In rendering their opinions set forth in Section 7(e) above, such
counsel may (a) rely as to factual matters, upon certificates of public
officials and officers of the Company, and (b) state that they express no
opinion as to the laws of any jurisdiction other than the law of the State of
New York and the federal laws of the United States;
(f) Borden & Elliot, counsel to the Company, shall have furnished to
you their written opinion, dated the Time of Delivery, in form and substance
satisfactory to you, to the effect that:
(i) Canadian Hardinge Machine Tools Ltd. has been duly and
validly incorporated and is validly existing as a corporation in good
standing under the laws of the jurisdiction of its incorporation and is
qualified to do business and is in good standing in each jurisdiction
in which its ownership or leasing of properties requires such
qualification or the conduct of its business requires such
qualification (except where the failure to so qualify would not have a
material adverse effect on the business, properties, condition
(financial or otherwise), prospects or results of operations of the
Company and its subsidiaries, taken as a whole), and has all necessary
corporate power and all material government authorizations, permits and
approvals required to own, lease and operate its properties and to
conduct its business as currently being conducted;
(ii) all the outstanding shares of capital stock of Canadian
Hardinge Machine Tools Ltd. have been duly authorized and are validly
issued and
-24-
outstanding, are fully paid and non-assessable and are owned by the
Company of record and to the best knowledge of such counsel, (A)

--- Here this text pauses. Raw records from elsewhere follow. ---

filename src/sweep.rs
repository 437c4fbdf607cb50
//! Stale chunk-directory sweeping
//!
//! Abandoned uploads never reach assembly, so their per-identifier chunk
//! directories accumulate under the chunk root(s). The sweeper enumerates
//! the immediate subdirectories of each configured root and deletes those
//! whose last-modified time is older than the age threshold. Roots it cannot
//! enumerate are skipped, and a failed deletion is reported without aborting
//! the rest of the sweep.
//!
//! The sweeper must not race an in-flight assembly for the same identifier;
//! keep `max_age` comfortably above the longest plausible upload pause.

use crate::config::Config;
use std::path::PathBuf;
use std::time::{Duration, SystemTime};
use tokio::fs;

/// Deletes chunk directories older than a threshold
pub struct ChunkSweeper {
    roots: Vec<PathBuf>,
    max_age: Duration,
}

/// Per-sweep accounting
#[derive(Clone, Debug, Default)]
pub struct SweepReport {
    /// Number of chunk directories examined
    pub scanned: usize,
    /// Directories successfully deleted
    pub deleted: Vec<PathBuf>,
    /// Directories that could not be deleted, with the failure reason
    pub failed: Vec<(PathBuf, String)>,
}

impl ChunkSweeper {
    /// Sweep the given chunk roots with the given age threshold
    pub fn new(roots: Vec<PathBuf>, max_age: Duration) -> Self {
        Self { roots, max_age }
    }

    /// Sweep the engine's chunk root plus any configured extra roots
    pub fn from_config(config: &Config) -> Self {
        let mut roots = vec![config.chunk_dir.clone()];
        roots.extend(config.sweep.extra_dirs.iter().cloned());
        Self::new(roots, config.sweep.max_age)
    }

    /// Run one sweep pass
    pub async fn sweep(&self) -> SweepReport {
        let cutoff = SystemTime::now()
            .checked_sub(self.max_age)
            .unwrap_or(SystemTime::UNIX_EPOCH);
        let mut report = SweepReport::default();

        for root in &self.roots {
            let mut entries = match fs::read_dir(root).await {
                Ok(entries) => entries,
                Err(e) => {
                    tracing::debug!(root = %root.display(), error = %e, "skipping unreadable chunk root");
                    continue;
                }
            };

            while let Ok(Some(entry)) = entries.next_entry().await {
                let path = entry.path();
                let Ok(meta) = entry.metadata().await else {
                    continue;
                };
                if !meta.is_dir() {
                    continue;
                }
                report.scanned += 1;

                let Ok(modified) = meta.modified() else {
                    continue;
                };
                if modified >= cutoff {
                    continue;
                }

                match fs::remove_dir_all(&path).await {
                    Ok(()) => {
                        tracing::info!(
                            dir = %path.display(),
                            last_modified = %chrono::DateTime::<chrono::Utc>::from(modified),
                            "deleted stale chunk directory"
                        );
                        report.deleted.push(path);
                    }
                    Err(e) => {
                        tracing::warn!(dir = %path.display(), error = %e, "failed to delete chunk directory");
                        report.failed.push((path, e.to_string()));
                    }
                }
            }
        }

        report
    }
}
//! OpenAPI documentation for the upload API
//!
//! Uses utoipa for compile-time spec generation; the spec is served at
//! `GET /openapi.json`.

use utoipa::OpenApi;

/// OpenAPI documentation for the resumable upload API
#[derive(OpenApi)]
#[openapi(
    info(
        title = "resumable-upload API",
        version = "0.1.0",
        description = "Server-side endpoints for the resumable.js chunked upload protocol",
        license(name = "MIT OR Apache-2.0")
    ),
    paths(
        crate::api::probe_chunk,
        crate::api::upload_chunk,
        crate::api::health_check,
        crate::api::openapi_spec,
    ),
    components(schemas(
        crate::params::UploadParameters,
        crate::types::Mode,
        crate::types::ChunkStatus,
        crate::config::Config,
        crate::config::SweepConfig,
        crate::config::ApiConfig,
    )),
    tags(
        (name = "upload", description = "Chunk probes and uploads"),
        (name = "system", description = "Health check and OpenAPI spec"),
    )
)]
pub struct ApiDoc;
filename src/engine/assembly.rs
//! Completeness check and final-file assembly

use crate::config::Config;
use crate::error::{Error, Result};
use crate::params::UploadParameters;
use std::path::{Path, PathBuf};
use tokio::fs;
use tokio::io::AsyncWriteExt;

/// Is the upload for this identifier ready to assemble?
///
/// Sums the on-disk sizes of chunk files 1..=total_chunks (missing chunk
/// numbers contribute 0, never an error) and compares against the declared
/// total size. Under the strict policy (`require_all_chunks`, the default)
/// every chunk number must additionally exist, which closes the gap where a
/// retried oversized chunk pushes the sum past the total while another chunk
/// is still missing.
pub(super) async fn is_complete(
    config: &Config,
    params: &UploadParameters,
    basename: &str,
) -> bool {
    let chunk_dir = config.chunk_dir.join(&params.identifier);
    match fs::metadata(&chunk_dir).await {
        Ok(meta) if meta.is_dir() => {}
        _ => return false,
    }

    let mut stored_bytes: u64 = 0;
    let mut all_present = true;
    for number in 1..=params.total_chunks {
        match fs::metadata(chunk_file(&chunk_dir, basename, number)).await {
            Ok(meta) if meta.is_file() => stored_bytes += meta.len(),
            _ => all_present = false,
        }
    }

    let size_reached = stored_bytes >= params.total_size;
    if config.require_all_chunks {
        all_present && size_reached
    } else {
        size_reached
    }
}

/// Concatenate all chunk files in strict ascending chunk-number order into
/// `<upload_dir>/<final_name>`, then delete the per-identifier chunk
/// directory.
///
/// The upload directory must already exist — its absence is a deployment
/// error ([`Error::UploadDirMissing`]), never a client-retryable one. Any
/// other failure (destination not writable, an expected chunk unreadable)
/// returns the recoverable [`Error::Assembly`] without having deleted
/// anything.
pub(super) async fn assemble(
    config: &Config,
    params: &UploadParameters,
    basename: &str,
    final_name: &str,
) -> Result<PathBuf> {
    let upload_dir_ok = fs::metadata(&config.upload_dir)
        .await
        .map(|meta| meta.is_dir())
        .unwrap_or(false);
    if !upload_dir_ok {
        return Err(Error::UploadDirMissing {
            path: config.upload_dir.clone(),
        });
    }

    let chunk_dir = config.chunk_dir.join(&params.identifier);
    let destination = config.upload_dir.join(final_name);

    let mut out = fs::File::create(&destination)
        .await
        .map_err(|e| Error::Assembly {
            path: destination.clone(),
            reason: format!("cannot open destination: {e}"),
        })?;

    for number in 1..=params.total_chunks {
        let path = chunk_file(&chunk_dir, basename, number);
        let mut chunk = fs::File::open(&path).await.map_err(|e| Error::Assembly {
            path: destination.clone(),
            reason: format!("chunk {number} unreadable at {}: {e}", path.display()),
        })?;
        tokio::io::copy(&mut chunk, &mut out)
            .await
            .map_err(|e| Error::Assembly {
                path: destination.clone(),
                reason: format!("write failed on chunk {number}: {e}"),
            })?;
    }

    out.flush().await.map_err(|e| Error::Assembly {
        path: destination.clone(),
        reason: format!("flush failed: {e}"),
    })?;
    drop(out);

    // The assembled file is the durable success signal; a failed chunk-dir
    // removal is worth a warning but not a failed request.
    if let Err(e) = fs::remove_dir_all(&chunk_dir).await {
        tracing::warn!(
            identifier = %params.identifier,
            chunk_dir = %chunk_dir.display(),
            error = %e,
            "failed to remove chunk directory after assembly"
        );
    }

    tracing::info!(
        identifier = %params.identifier,
        destination = %destination.display(),
        chunks = params.total_chunks,
        "assembled upload"
    );

    Ok(destination)
}

fn chunk_file(chunk_dir: &Path, basename: &str, number: u32) -> PathBuf {
    chunk_dir.join(format!("{basename}.part{number}"))
}
use player_registry_persistence_sea_orm::{create_db_pool, create_schema, database_url};

#[tokio::main]
async fn main() {
    dotenvy::dotenv().ok();

    let url = database_url();
    let pool = create_db_pool(&url)
        .await
        .expect("Failed to connect to database");

    create_schema(&pool)
        .await
        .expect("Failed to create players table");

    println!("Created database tables successfully");
}
use std::sync::Arc;

use crate::domain::{
    RepoError,
    player::{Player, PlayerRepository},
    query::PlayerQuery,
};

#[async_trait::async_trait]
pub trait ListPlayersUseCase {
    async fn list_players(&self, query: PlayerQuery) -> Result<Vec<Player>, ListPlayersError>;
}

#[derive(Debug)]
pub enum ListPlayersError {
    RepositoryError,
}

pub struct ListPlayersUseCaseImpl<PR: PlayerRepository> {
    player_repository: Arc<PR>,
}

impl<PR: PlayerRepository> ListPlayersUseCaseImpl<PR> {
    pub fn new(player_repository: Arc<PR>) -> Self {
        Self { player_repository }
    }
}

#[async_trait::async_trait]
impl<PR: PlayerRepository + Send + Sync + 'static> ListPlayersUseCase
    for ListPlayersUseCaseImpl<PR>
{
    async fn list_players(&self, query: PlayerQuery) -> Result<Vec<Player>, ListPlayersError> {
        match self.player_repository.list_players().await {
            Ok(players) => Ok(query.run(players)),
            Err(RepoError::StorageError(e)) => {
                log::error!("Error listing players: {}", e);
                Err(ListPlayersError::RepositoryError)
            }
        }
    }
}
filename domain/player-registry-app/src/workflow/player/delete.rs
use std::sync::Arc;

use crate::domain::{PlayerId, RepoUpdateError, player::PlayerRepository};

#[async_trait::async_trait]
pub trait DeletePlayerUseCase {
    async fn delete_player(&self, id: PlayerId) -> Result<(), DeletePlayerError>;
}

#[derive(Debug)]
pub enum DeletePlayerError {
    NotFound,
    RepositoryError,
}

pub struct DeletePlayerUseCaseImpl<PR: PlayerRepository> {
    player_repository: Arc<PR>,
}

impl<PR: PlayerRepository> DeletePlayerUseCaseImpl<PR> {
    pub fn new(player_repository: Arc<PR>) -> Self {
        Self { player_repository }
    }
}

#[async_trait::async_trait]
impl<PR: PlayerRepository + Send + Sync + 'static> DeletePlayerUseCase
    for DeletePlayerUseCaseImpl<PR>
{
    async fn delete_player(&self, id: PlayerId) -> Result<(), DeletePlayerError> {
        match self.player_repository.remove_player(id).await {
            Ok(()) => {
                log::info!("Deleted player {}", id);
                Ok(())
            }
            Err(RepoUpdateError::NotFound) => Err(DeletePlayerError::NotFound),
            Err(RepoUpdateError::StorageError(e)) => {
                log::error!("Failed to delete player {}: {}", id, e);
                Err(DeletePlayerError::RepositoryError)
            }
        }
    }
}
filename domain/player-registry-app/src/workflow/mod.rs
pub mod player;
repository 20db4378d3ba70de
use std::sync::Arc;

use axum::{
    Router,
    http::StatusCode,
    response::{IntoResponse, Response},
    routing::get,
};
use log::info;
use player_registry_app::{
    Application,
    workflow::player::{
        count::CountPlayersError, create::CreatePlayerError, delete::DeletePlayerError,
        get::GetPlayerError, list::ListPlayersError, update::UpdatePlayerError,
    },
};

mod players;

#[derive(Clone)]
pub struct AppState {
    pub app: Arc<Application>,
}

pub fn router(app: Arc<Application>) -> Router {
    Router::new()
        .nest(
            "/rest",
            Router::new()
                .route(
                    "/players",
                    get(players::list_players).post(players::create_player),
                )
                .route("/players/count", get(players::count_players))
                .route(
                    "/players/{id}",
                    get(players::get_player)
                        .post(players::update_player)
                        .delete(players::delete_player),
                ),
        )
        .with_state(AppState { app })
}

pub async fn run(
    app: Arc<Application>,
    host: &str,
    port: u16,
    shutdown_signal: impl std::future::Future<Output = ()> + Send + 'static,
) -> std::io::Result<()> {
    let listener = tokio::net::TcpListener::bind((host, port)).await?;

    info!("API server listening on {}:{}", host, port);
    axum::serve(listener, router(app))
        .with_graceful_shutdown(shutdown_signal)
        .await?;

    info!("HTTP API shut down gracefully");
    Ok(())
}

/// Error responses carry a status code and no body.
#[derive(Debug, Clone, Copy, PartialEq, Eq)]
pub enum ApiError {
    MalformedIdentifier,
    ValidationFailure,
    FieldValidationFailure,
    NotFound,
    Internal,
}

impl ApiError {
    pub fn status(&self) -> StatusCode {
        match self {
            ApiError::MalformedIdentifier
            | ApiError::ValidationFailure
            | ApiError::FieldValidationFailure => StatusCode::BAD_REQUEST,
            ApiError::NotFound => StatusCode::NOT_FOUND,
            ApiError::Internal => StatusCode::INTERNAL_SERVER_ERROR,
        }
    }
}

impl IntoResponse for ApiError {
    fn into_response(self) -> Response {
        self.status().into_response()
    }
}

impl From<ListPlayersError> for ApiError {
    fn from(value: ListPlayersError) -> Self {
        match value {
            ListPlayersError::RepositoryError => ApiError::Internal,
        }
    }
}

impl From<CountPlayersError> for ApiError {
    fn from(value: CountPlayersError) -> Self {
        match value {
            CountPlayersError::RepositoryError => ApiError::Internal,
        }
    }
}

impl From<CreatePlayerError> for ApiError {
    fn from(value: CreatePlayerError) -> Self {
        match value {
            CreatePlayerError::InvalidPlayer(_) => ApiError::ValidationFailure,
            CreatePlayerError::RepositoryError => ApiError::Internal,
        }
    }
}

impl From<GetPlayerError> for ApiError {
    fn from(value: GetPlayerError) -> Self {
        match value {
            GetPlayerError::NotFound => ApiError::NotFound,
            GetPlayerError::RepositoryError => ApiError::Internal,
        }
    }
}

impl From<UpdatePlayerError> for ApiError {
    fn from(value: UpdatePlayerError) -> Self {
        match value {
            UpdatePlayerError::InvalidField(_) => ApiError::FieldValidationFailure,
            UpdatePlayerError::NotFound => ApiError::NotFound,
            UpdatePlayerError::RepositoryError => ApiError::Internal,
        }
    }
}

impl From<DeletePlayerError> for ApiError {
    fn from(value: DeletePlayerError) -> Self {
        match value {
            DeletePlayerError::NotFound => ApiError::NotFound,
            DeletePlayerError::RepositoryError => ApiError::Internal,
        }
    }
}
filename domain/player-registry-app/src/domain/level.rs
//! Experience to level conversion.
//!
//! Reaching level `n + 1` costs `50 * (n + 1) * (n + 2)` experience in total,
//! so the level for a given amount of experience is the largest `n` with
//! `50 * n * (n + 1) <= experience`.

/// Level reached with the given amount of experience.
/// Experience must already be validated as non-negative.
pub fn level_for(experience: i32) -> i32 {
    debug_assert!(experience >= 0, "negative experience {}", experience);
    let experience = f64::from(experience);
    (((2500.0 + 200.0 * experience).sqrt() - 50.0) / 100.0).floor() as i32
}

/// Experience still missing to reach `level + 1`.
pub fn until_next_level(experience: i32, level: i32) -> i32 {
    let level = i64::from(level);
    let threshold = 50 * (level + 1) * (level + 2);
    (threshold - i64::from(experience)) as i32
}

#[derive(Clone, Copy, Debug, PartialEq, Eq)]
pub struct LevelProgress {
    pub level: i32,
    pub until_next_level: i32,
}

impl LevelProgress {
    pub fn from_experience(experience: i32) -> Self {
        let level = level_for(experience);
        Self {
            level,
            until_next_level: until_next_level(experience, level),
        }
    }
}

#[cfg(test)]
mod tests {
    use super::*;
    use crate::domain::validation::MAX_EXPERIENCE;

    #[test]
    fn test_level_thresholds() {
        assert_eq!(level_for(0), 0);
        assert_eq!(level_for(99), 0);
        assert_eq!(level_for(100), 1);
        assert_eq!(level_for(299), 1);
        assert_eq!(level_for(300), 2);
        assert_eq!(level_for(1000), 4);
        assert_eq!(level_for(MAX_EXPERIENCE), 446);
    }

    #[test]
    fn test_until_next_level() {
        assert_eq!(until_next_level(0, 0), 100);
        assert_eq!(until_next_level(100, 1), 200);
        assert_eq!(until_next_level(1000, 4), 500);
    }

    #[test]
    fn test_progress_is_consistent_over_range() {
        let mut experience = 0;
        while experience <= MAX_EXPERIENCE {
            let progress = LevelProgress::from_experience(experience);
            assert!(progress.level >= 0);
            assert!(progress.until_next_level > 0, "experience {}", experience);
            assert_eq!(progress, LevelProgress::from_experience(experience));
            experience += 997;
        }
        let top = LevelProgress::from_experience(MAX_EXPERIENCE);
        assert_eq!(top.until_next_level, 50 * 447 * 448 - MAX_EXPERIENCE);
    }

    #[test]
    #[cfg(debug_assertions)]
    #[should_panic(expected = "negative experience")]
    fn test_negative_experience_is_rejected() {
        level_for(-1);
    }
}
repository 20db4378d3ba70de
pub mod count;
pub mod create;
pub mod delete;
pub mod get;
pub mod list;
pub mod update;
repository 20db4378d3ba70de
use std::sync::Arc;

use log::info;
use player_registry_app::{Application, build_application, domain::memory::InMemoryPlayerRepository};
use player_registry_persistence_sea_orm::{
    create_db_pool, create_schema, database_url, players::PlayerRepositoryImpl,
};

mod logs;

const DEFAULT_HTTP_API_HOST: &str = "127.0.0.1";

const DEFAULT_HTTP_API_PORT: u16 = 3000;

async fn shutdown_signal() {
    let ctrl_c = async {
        tokio::signal::ctrl_c()
            .await
            .expect("failed to install Ctrl+C handler");
    };

    #[cfg(unix)]
    let terminate = async {
        tokio::signal::unix::signal(tokio::signal::unix::SignalKind::terminate())
            .expect("failed to install signal handler")
            .recv()
            .await;
    };

    #[cfg(not(unix))]
    let terminate = std::future::pending::<()>();

    tokio::select! {
        _ = ctrl_c => {},
        _ = terminate => {},
    }

    info!("Shutdown signal received. Preparing graceful exit...");
}

async fn build_app() -> Application {
    let store = std::env::var("PLAYER_STORE").unwrap_or_else(|_| "sea-orm".to_string());
    match store.as_str() {
        "memory" => {
            info!("Using in-memory player store");
            build_application(Arc::new(InMemoryPlayerRepository::new()))
        }
        "sea-orm" => {
            let url = database_url();
            let db = create_db_pool(&url)
                .await
                .expect("Failed to connect to database");
            create_schema(&db)
                .await
                .expect("Failed to create players table");
            info!("Using database player store");
            build_application(Arc::new(PlayerRepositoryImpl::new(db)))
        }
        other => panic!("PLAYER_STORE must be 'sea-orm' or 'memory', got '{}'", other),
    }
}

#[tokio::main]
async fn main() {
    dotenvy::dotenv().ok();

    logs::init_logger().expect("Failed to initialize logger");

    let host =
        std::env::var("PLAYER_HTTP_API_HOST").unwrap_or_else(|_| DEFAULT_HTTP_API_HOST.to_string());
    let port = std::env::var("PLAYER_HTTP_API_PORT")
        .map(|port| {
            port.parse::<u16>()
                .expect("PLAYER_HTTP_API_PORT must be a valid u16")
        })
        .unwrap_or(DEFAULT_HTTP_API_PORT);

    let app = Arc::new(build_app().await);

    info!("Starting application");

    if let Err(e) = player_registry_http_api::run(app, &host, port, shutdown_signal()).await {
        log::error!("HTTP API failed: {}", e);
    }
}
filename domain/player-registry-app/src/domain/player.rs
use chrono::{DateTime, Utc};

use crate::domain::{
    PlayerId, RepoError, RepoRetrieveError, RepoUpdateError, level::LevelProgress,
};

#[derive(Clone, Copy, Debug, PartialEq, Eq, Hash)]
pub enum Race {
    Human,
    Dwarf,
    Elf,
    Giant,
    Orc,
    Troll,
    Hobbit,
}

impl Race {
    pub const ALL: [Race; 7] = [
        Race::Human,
        Race::Dwarf,
        Race::Elf,
        Race::Giant,
        Race::Orc,
        Race::Troll,
        Race::Hobbit,
    ];

    pub fn as_str(&self) -> &'static str {
        match self {
            Race::Human => "HUMAN",
            Race::Dwarf => "DWARF",
            Race::Elf => "ELF",
            Race::Giant => "GIANT",
            Race::Orc => "ORC",
            Race::Troll => "TROLL",
            Race::Hobbit => "HOBBIT",
        }
    }
}

impl std::str::FromStr for Race {
    type Err = UnknownVariant;

    fn from_str(s: &str) -> Result<Self, Self::Err> {
        Race::ALL
            .into_iter()
            .find(|race| race.as_str() == s)
            .ok_or_else(|| UnknownVariant(s.to_string()))
    }
}

impl std::fmt::Display for Race {
    fn fmt(&self, f: &mut std::fmt::Formatter<'_>) -> std::fmt::Result {
        f.write_str(self.as_str())
    }
}

#[derive(Clone, Copy, Debug, PartialEq, Eq, Hash)]
pub enum Profession {
    Warrior,
    Rogue,
    Sorcerer,
    Cleric,
    Paladin,
    Nazgul,
    Warlock,
    Druid,
}

impl Profession {
    pub const ALL: [Profession; 8] = [
        Profession::Warrior,
        Profession::Rogue,
        Profession::Sorcerer,
        Profession::Cleric,
        Profession::Paladin,
        Profession::Nazgul,
        Profession::Warlock,
        Profession::Druid,
    ];

    pub fn as_str(&self) -> &'static str {
        match self {
            Profession::Warrior => "WARRIOR",
            Profession::Rogue => "ROGUE",
            Profession::Sorcerer => "SORCERER",
            Profession::Cleric => "CLERIC",
            Profession::Paladin => "PALADIN",
            Profession::Nazgul => "NAZGUL",
            Profession::Warlock => "WARLOCK",
            Profession::Druid => "DRUID",
        }
    }
}

impl std::str::FromStr for Profession {
    type Err = UnknownVariant;

    fn from_str(s: &str) -> Result<Self, Self::Err> {
        Profession::ALL
            .into_iter()
            .find(|profession| profession.as_str() == s)
            .ok_or_else(|| UnknownVariant(s.to_string()))
    }
}

impl std::fmt::Display for Profession {
    fn fmt(&self, f: &mut std::fmt::Formatter<'_>) -> std::fmt::Result {
        f.write_str(self.as_str())
    }
}

#[derive(Debug, Clone, PartialEq, Eq, thiserror::Error)]
#[error("unknown variant: {0}")]
pub struct UnknownVariant(pub String);

/// A player that has not been stored yet. Level fields are derived on
/// construction and kept in sync by [`PlayerRecord::set_experience`].
#[derive(Clone, Debug, PartialEq)]
pub struct PlayerRecord {
    pub name: String,
    pub title: String,
    pub race: Race,
    pub profession: Profession,
    pub birthday: DateTime<Utc>,
    pub banned: bool,
    pub experience: i32,
    pub level: i32,
    pub until_next_level: i32,
}

impl PlayerRecord {
    pub fn new(
        name: String,
        title: String,
        race: Race,
        profession: Profession,
        birthday: DateTime<Utc>,
        banned: bool,
        experience: i32,
    ) -> Self {
        let progress = LevelProgress::from_experience(experience);
        Self {
            name,
            title,
            race,
            profession,
            birthday,
            banned,
            experience,
            level: progress.level,
            until_next_level: progress.until_next_level,
        }
    }

    pub fn set_experience(&mut self, experience: i32) {
        let progress = LevelProgress::from_experience(experience);
        self.experience = experience;
        self.level = progress.level;
        self.until_next_level = progress.until_next_level;
    }

    pub fn with_id(self, id: PlayerId) -> Player {
        Player { id, record: self }
    }
}

#[derive(Clone, Debug, PartialEq)]
pub struct Player {
    pub id: PlayerId,
    pub record: PlayerRecord,
}

#[async_trait::async_trait]
pub trait PlayerRepository {
    /// Stores a new player and returns it with the id assigned by the store.
    async fn create_player(&self, record: PlayerRecord) -> Result<Player, RepoError>;
    async fn get_player(&self, id: PlayerId) -> Result<Player, RepoRetrieveError>;
    /// All players in ascending id order.
    async fn list_players(&self) -> Result<Vec<Player>, RepoError>;
    /// Overwrites every field of an existing player in one write.
    async fn update_player(&self, player: &Player) -> Result<(), RepoUpdateError>;
    async fn remove_player(&self, id: PlayerId) -> Result<(), RepoUpdateError>;
}

#[cfg(test)]
mod tests {
    use super::*;

    #[test]
    fn test_enum_names_round_trip() {
        for race in Race::ALL {
            assert_eq!(race.as_str().parse::<Race>(), Ok(race));
        }
        for profession in Profession::ALL {
            assert_eq!(profession.as_str().parse::<Profession>(), Ok(profession));
        }
        assert!("human".parse::<Race>().is_err());
        assert!("BARD".parse::<Profession>().is_err());
    }

    #[test]
    fn test_set_experience_recomputes_level() {
        let mut record = PlayerRecord::new(
            "Ragnar".to_string(),
            "Seeker of fjords".to_string(),
            Race::Human,
            Profession::Warrior,
            DateTime::from_timestamp_millis(1_000_000_000_000).unwrap(),
            false,
            0,
        );
        assert_eq!((record.level, record.until_next_level), (0, 100));

        record.set_experience(1000);
        assert_eq!(record.experience, 1000);
        assert_eq!((record.level, record.until_next_level), (4, 500));
    }
}
use std::{collections::BTreeMap, sync::Mutex};

use crate::domain::{
    PlayerId, RepoError, RepoRetrieveError, RepoUpdateError,
    player::{Player, PlayerRecord, PlayerRepository},
};

#[derive(Default)]
struct Store {
    players: BTreeMap<PlayerId, PlayerRecord>,
    last_id: i64,
}

/// Process-local player store. Ids start at 1 and are never reused.
#[derive(Default)]
pub struct InMemoryPlayerRepository {
    store: Mutex<Store>,
}

impl InMemoryPlayerRepository {
    pub fn new() -> Self {
        Self::default()
    }

    fn lock(&self) -> Result<std::sync::MutexGuard<'_, Store>, String> {
        self.store
            .lock()
            .map_err(|_| "player store mutex poisoned".to_string())
    }
}

#[async_trait::async_trait]
impl PlayerRepository for InMemoryPlayerRepository {
    async fn create_player(&self, record: PlayerRecord) -> Result<Player, RepoError> {
        let mut store = self.lock().map_err(RepoError::StorageError)?;
        store.last_id += 1;
        let id = PlayerId(store.last_id);
        store.players.insert(id, record.clone());
        Ok(record.with_id(id))
    }

    async fn get_player(&self, id: PlayerId) -> Result<Player, RepoRetrieveError> {
        let store = self.lock().map_err(RepoRetrieveError::StorageError)?;
        store
            .players
            .get(&id)
            .map(|record| record.clone().with_id(id))
            .ok_or(RepoRetrieveError::NotFound)
    }

    async fn list_players(&self) -> Result<Vec<Player>, RepoError> {
        let store = self.lock().map_err(RepoError::StorageError)?;
        Ok(store
            .players
            .iter()
            .map(|(id, record)| record.clone().with_id(*id))
            .collect())
    }

    async fn update_player(&self, player: &Player) -> Result<(), RepoUpdateError> {
        let mut store = self.lock().map_err(RepoUpdateError::StorageError)?;
        match store.players.get_mut(&player.id) {
            Some(record) => {
                *record = player.record.clone();
                Ok(())
            }
            None => Err(RepoUpdateError::NotFound),
        }
    }

    async fn remove_player(&self, id: PlayerId) -> Result<(), RepoUpdateError> {
        let mut store = self.lock().map_err(RepoUpdateError::StorageError)?;
        store
            .players
            .remove(&id)
            .map(|_| ())
            .ok_or(RepoUpdateError::NotFound)
    }
}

beneficially and (B) free and clear of all liens, encumbrances,
equities, security interests or claims of any nature whatsoever; to the
knowledge of such counsel, there are no outstanding options, warrants
or other rights calling for the issuance of, and there are no
commitments, plans or arrangements to issue, any shares of capital
stock thereof.
In rendering their opinions set forth in Section 7(f) above, such
counsel may rely, to the extent deemed advisable by such counsel, (a) as to
factual matters, upon certificates of public officials and officers of Canadian
Hardinge Machine Tools Ltd., and (b) as to the laws of any jurisdiction other
than Canada and jurisdictions in which they are admitted;
(g) Linklaters & Paines, counsel to the Company, shall have
furnished to you their written opinion, dated the Time of Delivery, in
form and substance satisfactory to you, to the effect that:
(i) Hardinge Machine Tools Ltd. has been duly and
validly incorporated and is validly existing as a corporation
in good standing under the laws of the jurisdiction of its
incorporation and is qualified to do business and is in good
standing in each jurisdiction in which its ownership or
leasing of properties requires such qualification or the
conduct of its business requires such qualification (except
where the failure to so qualify would not have a material
adverse effect on the business, properties, condition
(financial or otherwise), prospects or results of operations
of the Company and its subsidiaries, taken as a whole), and
has all necessary corporate power and all material government
authorizations, permits and approvals required to own, lease
and operate its properties and to conduct its business as
currently being conducted;
(ii) All the outstanding shares of capital stock of
Hardinge Machine Tools Ltd. have been duly authorized and are
validly issued and outstanding, are fully paid and
non-assessable and are owned by the Company of record and to
the best knowledge of such counsel, (A) beneficially and (B)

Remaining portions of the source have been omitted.